» **Task details**: Everything from the first line of the material below through the line containing "pub enum GuaError" must be retyped exactly, and nothing past it.

——————

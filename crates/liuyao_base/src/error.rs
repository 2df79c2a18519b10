//! Error types for hexagram table lookups and input decoding.

use thiserror::Error;

/// Errors from line decoding, table lookups and casting helpers.
#[derive(Debug, Clone, PartialEq, Eq, Error)]
#[non_exhaustive]
pub enum GuaError {
    /// Malformed caller input (wrong length, out-of-range code, unknown glyph).
    #[error("invalid input: {0}")]
    InvalidInput(String),
    /// A static table that is exhaustive by construction failed to resolve.
    #[error("internal table invariant violated: {0}")]
    InternalInvariant(&'static str),
}

impl GuaError {
    pub(crate) fn invalid(msg: impl Into<String>) -> Self {
        Self::InvalidInput(msg.into())
    }

    /// True for errors caused by the caller's input rather than a table defect.
    pub fn is_invalid_input(&self) -> bool {
        matches!(self, Self::InvalidInput(_))
    }
}
//! Deterministic conversions from resolved casting data into line codes.
//!
//! The randomness (coin tosses, chosen numbers, the moment of asking) is
//! supplied by the caller. Every method yields six codes, bottom line first.

use tracing::debug;

use crate::error::GuaError;
use crate::line::{ALL_LINE_CODES, LINE_COUNT, LineCode};

/// Line code for one three-coin toss, by number of heads (0..=3).
///
/// 0 heads → old yang, 1 → young yin, 2 → young yang, 3 → old yin.
pub fn line_from_heads(heads: u8) -> Result<LineCode, GuaError> {
    if heads > 3 {
        return Err(GuaError::invalid(format!(
            "a three-coin toss has 0-3 heads, got {heads}"
        )));
    }
    LineCode::from_code(heads)
}

/// Line code for one toss given each coin's face (true = heads).
pub fn line_from_coins(coins: [bool; 3]) -> LineCode {
    let heads = coins.iter().filter(|&&c| c).count() as u8;
    ALL_LINE_CODES[heads as usize]
}

/// Six tosses in casting order. The first toss builds the bottom line.
pub fn lines_from_coin_tosses(heads: &[u8]) -> Result<[LineCode; LINE_COUNT], GuaError> {
    if heads.len() != LINE_COUNT {
        return Err(GuaError::invalid(format!(
            "expected {LINE_COUNT} coin tosses, got {}",
            heads.len()
        )));
    }
    let mut out = [LineCode::YoungYang; LINE_COUNT];
    for (slot, &h) in out.iter_mut().zip(heads) {
        *slot = line_from_heads(h)?;
    }
    Ok(out)
}

/// Number casting: three numbers 1..=9, line i (0-based) = (a + b + c + i) mod 4.
pub fn lines_from_numbers(a: u8, b: u8, c: u8) -> Result<[LineCode; LINE_COUNT], GuaError> {
    for n in [a, b, c] {
        if !(1..=9).contains(&n) {
            return Err(GuaError::invalid(format!(
                "casting numbers must be 1-9, got {n}"
            )));
        }
    }
    let sum = u32::from(a) + u32::from(b) + u32::from(c);
    debug!(a, b, c, sum, "number casting");
    Ok(cycle_from(sum))
}

/// Civil date and hour used for time casting.
#[derive(Debug, Clone, Copy, PartialEq, Eq)]
pub struct CastingMoment {
    pub year: i32,
    /// 1..=12
    pub month: u32,
    /// 1..=31
    pub day: u32,
    /// 0..=23
    pub hour: u32,
}

/// Time casting: (year mod 100 + month + day + hour + i) mod 4 for line i.
pub fn lines_from_time(moment: CastingMoment) -> Result<[LineCode; LINE_COUNT], GuaError> {
    let CastingMoment {
        year,
        month,
        day,
        hour,
    } = moment;
    if !(1..=12).contains(&month) || !(1..=31).contains(&day) || hour > 23 {
        return Err(GuaError::invalid(format!(
            "casting moment out of range: {year}-{month}-{day} {hour}h"
        )));
    }
    let sum = year.rem_euclid(100) as u32 + month + day + hour;
    debug!(year, month, day, hour, sum, "time casting");
    Ok(cycle_from(sum))
}

fn cycle_from(sum: u32) -> [LineCode; LINE_COUNT] {
    std::array::from_fn(|i| ALL_LINE_CODES[((sum + i as u32) % 4) as usize])
}

#[cfg(test)]
mod tests {
    use super::*;
    use LineCode::*;

    #[test]
    fn heads_map_to_codes() {
        assert_eq!(line_from_heads(0).unwrap(), OldYang);
        assert_eq!(line_from_heads(1).unwrap(), YoungYin);
        assert_eq!(line_from_heads(2).unwrap(), YoungYang);
        assert_eq!(line_from_heads(3).unwrap(), OldYin);
        assert!(line_from_heads(4).unwrap_err().is_invalid_input());
    }

    #[test]
    fn coin_faces() {
        assert_eq!(line_from_coins([false, false, false]), OldYang);
        assert_eq!(line_from_coins([true, false, true]), YoungYang);
        assert_eq!(line_from_coins([true, true, true]), OldYin);
    }

    #[test]
    fn first_toss_is_bottom_line() {
        let lines = lines_from_coin_tosses(&[0, 1, 2, 2, 1, 3]).unwrap();
        assert_eq!(lines, [OldYang, YoungYin, YoungYang, YoungYang, YoungYin, OldYin]);
        assert!(lines_from_coin_tosses(&[1, 2]).is_err());
        assert!(lines_from_coin_tosses(&[1, 2, 2, 1, 2, 9]).is_err());
    }

    #[test]
    fn numbers_cycle_through_codes() {
        // 3 + 4 + 5 = 12 → 0,1,2,3,0,1
        let lines = lines_from_numbers(3, 4, 5).unwrap();
        assert_eq!(lines, [OldYang, YoungYin, YoungYang, OldYin, OldYang, YoungYin]);
        assert!(lines_from_numbers(0, 4, 5).is_err());
        assert!(lines_from_numbers(3, 10, 5).is_err());
    }

    #[test]
    fn time_casting() {
        // 25 + 11 + 29 + 14 = 79 → 3,0,1,2,3,0
        let m = CastingMoment {
            year: 2025,
            month: 11,
            day: 29,
            hour: 14,
        };
        let lines = lines_from_time(m).unwrap();
        assert_eq!(lines, [OldYin, OldYang, YoungYin, YoungYang, OldYin, OldYang]);
        assert!(lines_from_time(CastingMoment { hour: 24, ..m }).is_err());
        assert!(lines_from_time(CastingMoment { month: 0, ..m }).is_err());
    }
}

——————

» **Solution for this problem**:
filename crates/liuyao_base/src/error.rs
repository 2df79c2a18519b10
//! Error types for hexagram table lookups and input decoding.

use thiserror::Error;

/// Errors from line decoding, table lookups and casting helpers.
#[derive(Debug, Clone, PartialEq, Eq, Error)]
#[non_exhaustive]
pub enum GuaError {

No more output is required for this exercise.